Conca dei Marini, gioiello della Costiera Amalfitana: ha solo 600 abitanti

Conca dei Marini è un piccolo centro di 682 abitanti della provincia di Salerno, un vero e proprio gioiello della Costiera amalfitana. Quarto comune italiano più piccolo per superficie, dal 1997, insieme a tutta la Costiera, è stato dichiarato dall’Unesco Patrimonio dell’Umanità.

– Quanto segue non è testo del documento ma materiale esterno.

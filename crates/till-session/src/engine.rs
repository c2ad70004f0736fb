use crate::error::{Result as SessionResult, SessionError};
use crate::hydrator::{ProfileHydrator, ProfileOutcome};
use crate::pass::{PassCounter, PassTicket};
use crate::resolver::{CompanyContext, CompanyResolver};
use crate::snapshot::SessionSnapshot;
use crate::watchdog::Watchdog;

use std::sync::Arc;

use log::{debug, info, warn};
use till_cache::CacheStore;
use till_config::Config;
use till_core::{Profile, Session, UserMeta};
use till_platform::{AuthClient, AuthEvent, RestClient, StorageClient};
use tokio::sync::{Mutex, RwLock};
use uuid::Uuid;

/// Orchestrates the session lifecycle: reacts to auth transitions, runs
/// hydration passes, and owns the published snapshot.
///
/// Every pass draws a ticket from the pass counter; results only commit
/// while the ticket is still the newest, so overlapping passes resolve to
/// the last-issued one without any cancellation machinery.
pub struct SessionEngine {
    auth: Arc<AuthClient>,
    hydrator: ProfileHydrator,
    resolver: CompanyResolver,
    cache: Arc<CacheStore>,
    state: Arc<RwLock<SessionSnapshot>>,
    passes: PassCounter,
    watchdog: Watchdog,
    last_user: Mutex<Option<Uuid>>,
}

impl SessionEngine {
    pub fn new(
        config: &Config,
        auth: Arc<AuthClient>,
        rest: Arc<RestClient>,
        storage: Arc<StorageClient>,
        cache: Arc<CacheStore>,
    ) -> Self {
        Self {
            auth,
            hydrator: ProfileHydrator::new(
                Arc::clone(&rest),
                Arc::clone(&cache),
                config.retry.clone(),
            ),
            resolver: CompanyResolver::new(rest, storage, Arc::clone(&cache), config.storage.clone()),
            cache,
            state: Arc::new(RwLock::new(SessionSnapshot::default())),
            passes: PassCounter::default(),
            watchdog: Watchdog::new(config.timeouts.watchdog()),
            last_user: Mutex::new(None),
        }
    }

    pub fn auth(&self) -> &Arc<AuthClient> {
        &self.auth
    }

    /// Current published state.
    pub async fn snapshot(&self) -> SessionSnapshot {
        self.state.read().await.clone()
    }

    pub async fn sign_in(&self, email: &str, password: &str) -> SessionResult<Session> {
        Ok(self.auth.sign_in(email, password).await?)
    }

    pub async fn sign_up(
        &self,
        email: &str,
        password: &str,
        name: &str,
    ) -> SessionResult<Option<Session>> {
        Ok(self.auth.sign_up(email, password, name).await?)
    }

    /// User-initiated sign-out: revoke upstream, purge everything local.
    pub async fn sign_out(&self) -> SessionResult<()> {
        self.auth.sign_out().await?;
        self.clear().await;
        Ok(())
    }

    /// React to one auth transition. Refresh events for the user already
    /// hydrated are deduplicated; they carry no new identity state.
    pub async fn handle_event(&self, event: AuthEvent) {
        match event {
            AuthEvent::SignedIn { user } | AuthEvent::TokenRefreshed { user } => {
                {
                    let mut last = self.last_user.lock().await;
                    if *last == Some(user.id) {
                        debug!("Already hydrated for {}, skipping", user.id);
                        return;
                    }
                    *last = Some(user.id);
                }
                self.hydrate(user).await;
            }
            AuthEvent::SignedOut => self.clear().await,
        }
    }

    /// Run one hydration pass for the session currently held by the auth
    /// client.
    pub async fn hydrate_current(&self) -> SessionResult<()> {
        let session = self
            .auth
            .current_session()
            .await
            .ok_or_else(SessionError::not_signed_in)?;
        self.hydrate(session.user).await;
        Ok(())
    }

    /// One complete hydration pass: session -> profile -> company ->
    /// branches. Never fails outward; every failure mode degrades into some
    /// committed snapshot (or a forced sign-out on soft-delete).
    pub async fn hydrate(&self, user: UserMeta) {
        let ticket = self.passes.begin();
        self.watchdog.arm(ticket, Arc::clone(&self.state)).await;
        debug!("Hydration pass {} started for {}", ticket.seq(), user.id);

        {
            let mut state = self.state.write().await;
            if self.passes.is_current(ticket) {
                state.loading = true;
                state.user = Some(user.clone());
            }
        }

        // Phase 1: optimistic cache apply for instant UI state
        if let Some(cached) = self.hydrator.cached(user.id) {
            if cached.is_deleted() {
                warn!("Cached profile for {} is soft-deleted, terminating session", user.id);
                self.watchdog.disarm(ticket).await;
                self.force_sign_out().await;
                return;
            }
            if self.passes.is_current(ticket) {
                self.state.write().await.apply_profile(cached);
            }
        }

        // Phase 2: authoritative resolution
        let token = match self.auth.fresh_access_token().await {
            Ok(token) => Some(token),
            Err(e) => {
                warn!("No usable access token for hydration: {e}");
                None
            }
        };

        let outcome = match &token {
            Some(token) => self.hydrator.resolve(token, &user).await,
            None => self.hydrator.fallback(&user),
        };

        let (profile, fresh) = match outcome {
            ProfileOutcome::Deleted => {
                warn!("Profile for {} is soft-deleted, terminating session", user.id);
                self.watchdog.disarm(ticket).await;
                self.force_sign_out().await;
                return;
            }
            ProfileOutcome::Fresh(profile) => (profile, true),
            ProfileOutcome::CachedFallback(profile) | ProfileOutcome::Placeholder(profile) => {
                (profile, false)
            }
        };

        let roles = profile.role_set();
        let context = match &token {
            Some(token) => self.resolver.resolve(token, &profile, &roles).await,
            None => self.resolver.offline(&profile, &roles),
        };

        if !self.passes.is_current(ticket) {
            debug!("Hydration pass {} superseded, discarding results", ticket.seq());
            self.watchdog.disarm(ticket).await;
            return;
        }

        self.commit(ticket, user, profile, fresh, context).await;
    }

    async fn commit(
        &self,
        ticket: PassTicket,
        user: UserMeta,
        profile: Profile,
        fresh: bool,
        context: CompanyContext,
    ) {
        // Only authoritative rows refresh the cache; fallbacks came from it
        if fresh && let Err(e) = self.cache.store_profile(user.id, &profile) {
            warn!("Failed to cache profile: {e}");
        }
        if let Some(company) = &context.company
            && let Err(e) = self.cache.store_company(user.id, company)
        {
            warn!("Failed to cache company: {e}");
        }

        {
            let mut state = self.state.write().await;
            // Re-checked under the write lock so a just-issued pass cannot
            // be overwritten by this one
            if !self.passes.is_current(ticket) {
                debug!("Hydration pass {} superseded at commit", ticket.seq());
                return;
            }
            state.user = Some(user.clone());
            state.apply_profile(profile);
            state.company = context.company;
            state.logo_url = context.logo_url;
            state.branches = context.branches;
            state.active_branch_id = context.active_branch_id;
            state.active_branch_name = context.active_branch_name;
            state.loading = false;
        }

        self.watchdog.disarm(ticket).await;
        info!("Hydration pass {} committed for {}", ticket.seq(), user.id);
    }

    /// Session termination that does not originate from the user: the
    /// profile row turned out to be soft-deleted. Purges cache and state and
    /// revokes the session; revocation failure still clears locally.
    pub async fn force_sign_out(&self) {
        if let Err(e) = self.auth.sign_out().await {
            warn!("Forced sign-out revocation failed: {e}");
        }
        self.clear().await;
    }

    /// Admin-only: make a branch the active one and persist the selection.
    /// The selection survives restarts but not sign-out.
    pub async fn select_branch(&self, branch_id: Uuid) -> SessionResult<()> {
        let (user_id, is_admin, name) = {
            let state = self.state.read().await;
            (
                state.user.as_ref().map(|u| u.id),
                state.roles.is_admin(),
                state
                    .branches
                    .iter()
                    .find(|b| b.id == branch_id)
                    .map(|b| b.name.clone()),
            )
        };

        let user_id = user_id.ok_or_else(SessionError::not_signed_in)?;
        if !is_admin {
            return Err(SessionError::not_admin());
        }

        self.cache.set_active_branch(user_id, branch_id)?;

        let mut state = self.state.write().await;
        state.active_branch_id = Some(branch_id);
        state.active_branch_name = name;
        info!("Active branch set to {branch_id}");
        Ok(())
    }

    /// Admin-only: drop the persisted branch selection.
    pub async fn clear_branch(&self) -> SessionResult<()> {
        let is_admin = {
            let state = self.state.read().await;
            if state.user.is_none() {
                return Err(SessionError::not_signed_in());
            }
            state.roles.is_admin()
        };
        if !is_admin {
            return Err(SessionError::not_admin());
        }

        self.cache.clear_active_branch();

        let mut state = self.state.write().await;
        state.active_branch_id = None;
        state.active_branch_name = None;
        Ok(())
    }

    /// Reset to the signed-out state and purge the cache. Idempotent; runs
    /// on every SignedOut regardless of who initiated it.
    async fn clear(&self) {
        // Supersede any in-flight pass so it cannot commit after the purge
        self.passes.begin();
        *self.last_user.lock().await = None;
        self.cache.clear_all();
        *self.state.write().await = SessionSnapshot::default();
        info!("Session state cleared");
    }
}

Arroccata su un’altura rocciosa tra Capo di Conca e la grotta dello Smeraldo, Conca dei Marini un tempo era residenza esclusiva di artisti, scrittori, registi e personaggi importanti della scena internazionale, e oggi si conferma un centro attrattivo, noto per le sue strutture turistiche ricettive, il mare cristallino e il clima piacevole.

Negli anni Sessanta-Settanta, la sua magnifica baia accoglieva illustri habituè, come Carlo Ponti e Sophia Loren, gli Agnelli, Moet et Chandon, Jakeline Kennedy e le principesse d’Olanda e d’Inghilterra.

Conca dei Marini, l’antica Cossa dei Tirreni, divenuta colonia romana nel 481 a.C., dopo la caduta dell’Impero Romano d’Occidente, divenne base di supporto per la vicina Amalfi, facendo parte della sua Repubblica Marinara e costituendone uno dei principali punti di ormeggio, grazie alla presenza di un porto ben protetto.

Famosa per il suo arsenale, dove venivano costruiti navigli mercantili, Conca dei Marini poté disporre di un’attrezzata marina mercantile che per anni la rese ricca ed opulenta, anche oltre le fortune amalfitane.

Nel 1543, però, fu saccheggiata e distrutta dai pirati turchi, e nel corso dei secoli seguì le vicende storiche dei tanti altri centri costieri legati, chi più e chi meno, alle sorti della più famosa Amalfi.

La particolarità di Conca, però, è che la sua gente ha sempre tratto dal mare la fonte di reddito più importante, grazie alla tonnara, un sistema di reti a trappola per catturare i tonni e altri grandi pesci durante le migrazioni stagionali lungo la costa. La tonnnara, creata intorno al 1700, sopravvisse fino al 1956. Nel 1861, dopo la cacciata dei Borbone di Napoli, Conca dei Marini passò al Regno d’Italia.